Exercise description: Show every line in the records below that contains the word "WaitForSelector".

Material for this exercise:

•••••

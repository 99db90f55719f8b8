#![allow(dead_code)]

use async_trait::async_trait;
use portico_engine::backend::{Backend, BackendError, ConnectOptions};
use portico_engine::config::{LoginConfig, Timeouts};
use std::collections::{HashMap, HashSet};
use std::path::{Path, PathBuf};
use std::time::Duration;

pub const LOGIN_URL: &str = "http://localhost:8193/x_mgr/start/index.html#/user/login";

#[derive(Debug, Clone, PartialEq, Eq)]
pub enum Call {
    Connect,
    Navigate(String),
    WaitForLoad,
    Exists(String),
    Visible(String),
    Clear(String),
    Type(String, String),
    WaitClickable(String),
    Click(String),
    Text(String),
    WaitForSelector(String),
    CurrentUrl,
    Screenshot(PathBuf),
    WaitForNavigation,
    Close,
}

#[derive(Debug, Clone)]
pub struct FakeElement {
    pub visible: bool,
    pub clickable: bool,
    pub text: String,
    pub value: String,
}

impl FakeElement {
    pub fn visible() -> Self {
        Self {
            visible: true,
            clickable: true,
            text: String::new(),
            value: String::new(),
        }
    }

    pub fn hidden() -> Self {
        Self {
            visible: false,
            clickable: false,
            ..Self::visible()
        }
    }

    pub fn with_text(text: &str) -> Self {
        Self {
            text: text.to_string(),
            ..Self::visible()
        }
    }
}

/// In-memory page keyed by exact selector strings.
#[derive(Debug, Default)]
pub struct FakeBrowser {
    pub elements: HashMap<String, FakeElement>,
    /// Elements that appear once the submit button is clicked.
    pub after_click: Vec<(String, FakeElement)>,
    /// URL the page moves to once the submit button is clicked.
    pub url_after_click: Option<String>,
    pub fail_connect: bool,
    pub fail_navigate: bool,
    pub fail_type: HashSet<String>,
    pub erroring: HashSet<String>,
    pub fail_screenshots: bool,
    pub fail_close: bool,
    /// The post-submit navigation wait fails with a non-timeout error.
    pub fail_settle: bool,
    pub calls: Vec<Call>,
    connected: bool,
    url: String,
}

impl FakeBrowser {
    pub fn new() -> Self {
        Self {
            url: "about:blank".to_string(),
            ..Default::default()
        }
    }

    /// A page with `#username`, `#password` and a submit button.
    pub fn login_page() -> Self {
        Self::new()
            .with("#username", FakeElement::visible())
            .with("#password", FakeElement::visible())
            .with("button[type=\"submit\"]", FakeElement::visible())
    }

    pub fn with(mut self, selector: &str, element: FakeElement) -> Self {
        self.elements.insert(selector.to_string(), element);
        self
    }

    pub fn without(mut self, selector: &str) -> Self {
        self.elements.remove(selector);
        self
    }

    pub fn on_click_show(mut self, selector: &str, element: FakeElement) -> Self {
        self.after_click.push((selector.to_string(), element));
        self
    }

    pub fn on_click_go_to(mut self, url: &str) -> Self {
        self.url_after_click = Some(url.to_string());
        self
    }

    pub fn connected(&self) -> bool {
        self.connected
    }

    pub fn value_of(&self, selector: &str) -> Option<&str> {
        self.elements.get(selector).map(|e| e.value.as_str())
    }

    pub fn count(&self, wanted: impl Fn(&Call) -> bool) -> usize {
        self.calls.iter().filter(|c| wanted(c)).count()
    }

    pub fn clicked(&self) -> bool {
        self.calls.iter().any(|c| matches!(c, Call::Click(_)))
    }

    fn require_session(&self) -> Result<(), BackendError> {
        if self.connected {
            Ok(())
        } else {
            Err(BackendError::NotReady)
        }
    }

    fn element(&self, selector: &str) -> Result<&FakeElement, BackendError> {
        self.elements
            .get(selector)
            .ok_or_else(|| BackendError::ElementNotFound {
                selector: selector.to_string(),
            })
    }

    fn timeout(operation: &str, timeout: Duration) -> BackendError {
        BackendError::Timeout {
            operation: operation.to_string(),
            timeout_ms: timeout.as_millis() as u64,
        }
    }
}

#[async_trait]
impl Backend for FakeBrowser {
    async fn connect(&mut self, _options: &ConnectOptions) -> Result<(), BackendError> {
        self.calls.push(Call::Connect);
        if self.fail_connect {
            return Err(BackendError::Connection("no browser".into()));
        }
        self.connected = true;
        Ok(())
    }

    async fn is_ready(&self) -> bool {
        self.connected
    }

    async fn navigate(&mut self, url: &str) -> Result<(), BackendError> {
        self.calls.push(Call::Navigate(url.to_string()));
        self.require_session()?;
        if self.fail_navigate {
            return Err(BackendError::Navigation("net::ERR_CONNECTION_REFUSED".into()));
        }
        self.url = url.to_string();
        Ok(())
    }

    async fn wait_for_load(&mut self, _timeout: Duration) -> Result<(), BackendError> {
        self.calls.push(Call::WaitForLoad);
        self.require_session()
    }

    async fn element_exists(&mut self, selector: &str) -> Result<bool, BackendError> {
        self.calls.push(Call::Exists(selector.to_string()));
        self.require_session()?;
        if self.erroring.contains(selector) {
            return Err(BackendError::Script(format!("bad selector {}", selector)));
        }
        Ok(self.elements.contains_key(selector))
    }

    async fn is_element_visible(&mut self, selector: &str) -> Result<bool, BackendError> {
        self.calls.push(Call::Visible(selector.to_string()));
        Ok(self.element(selector)?.visible)
    }

    async fn clear_field(&mut self, selector: &str) -> Result<(), BackendError> {
        self.calls.push(Call::Clear(selector.to_string()));
        self.element(selector)?;
        if let Some(element) = self.elements.get_mut(selector) {
            element.value.clear();
        }
        Ok(())
    }

    async fn type_text(&mut self, selector: &str, text: &str) -> Result<(), BackendError> {
        self.calls
            .push(Call::Type(selector.to_string(), text.to_string()));
        if self.fail_type.contains(selector) {
            return Err(BackendError::Script("element is read-only".into()));
        }
        self.element(selector)?;
        if let Some(element) = self.elements.get_mut(selector) {
            element.value.push_str(text);
        }
        Ok(())
    }

    async fn wait_for_clickable(
        &mut self,
        selector: &str,
        timeout: Duration,
    ) -> Result<(), BackendError> {
        self.calls.push(Call::WaitClickable(selector.to_string()));
        let element = self.element(selector)?;
        if element.visible && element.clickable {
            Ok(())
        } else {
            Err(Self::timeout("wait_for_clickable", timeout))
        }
    }

    async fn click(&mut self, selector: &str) -> Result<(), BackendError> {
        self.calls.push(Call::Click(selector.to_string()));
        self.element(selector)?;
        for (selector, element) in self.after_click.drain(..) {
            self.elements.insert(selector, element);
        }
        if let Some(url) = self.url_after_click.take() {
            self.url = url;
        }
        Ok(())
    }

    async fn get_element_text(&mut self, selector: &str) -> Result<String, BackendError> {
        self.calls.push(Call::Text(selector.to_string()));
        Ok(self.element(selector)?.text.clone())
    }

    async fn wait_for_selector(
        &mut self,
        selector: &str,
        timeout: Duration,
    ) -> Result<(), BackendError> {
        self.calls.push(Call::WaitForSelector(selector.to_string()));
        if self.elements.contains_key(selector) {
            Ok(())
        } else {
            Err(Self::timeout("wait_for_selector", timeout))
        }
    }

    async fn get_current_url(&mut self) -> Result<String, BackendError> {
        self.calls.push(Call::CurrentUrl);
        self.require_session()?;
        Ok(self.url.clone())
    }

    async fn take_screenshot(
        &mut self,
        _full_page: bool,
        path: &Path,
    ) -> Result<(), BackendError> {
        self.calls.push(Call::Screenshot(path.to_path_buf()));
        self.require_session()?;
        if self.fail_screenshots {
            return Err(BackendError::Other("capture failed".into()));
        }
        tokio::fs::write(path, b"\x89PNG").await?;
        Ok(())
    }

    async fn wait_for_navigation_or_timeout(
        &mut self,
        _timeout: Duration,
    ) -> Result<(), BackendError> {
        self.calls.push(Call::WaitForNavigation);
        if self.fail_settle {
            return Err(BackendError::Navigation("frame detached".into()));
        }
        Ok(())
    }

    async fn close(&mut self) -> Result<(), BackendError> {
        self.calls.push(Call::Close);
        self.connected = false;
        if self.fail_close {
            return Err(BackendError::Other("browser already gone".into()));
        }
        Ok(())
    }
}

pub fn test_config(screenshot_dir: &Path) -> LoginConfig {
    let mut config = LoginConfig {
        target_url: LOGIN_URL.to_string(),
        username: "superadmin".to_string(),
        password: "abc123456".to_string(),
        timeouts: Timeouts::uniform(200),
        ..Default::default()
    };
    config.screenshots.dir = screenshot_dir.to_path_buf();
    config
}

/// A fake that is already connected, for exercising single operations.
pub async fn connected(browser: FakeBrowser) -> FakeBrowser {
    let mut browser = browser;
    browser
        .connect(&ConnectOptions::default())
        .await
        .expect("fake connect");
    browser.calls.clear();
    browser
}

•••••

Written reply:
    WaitForSelector(String),
        self.calls.push(Call::WaitForSelector(selector.to_string()));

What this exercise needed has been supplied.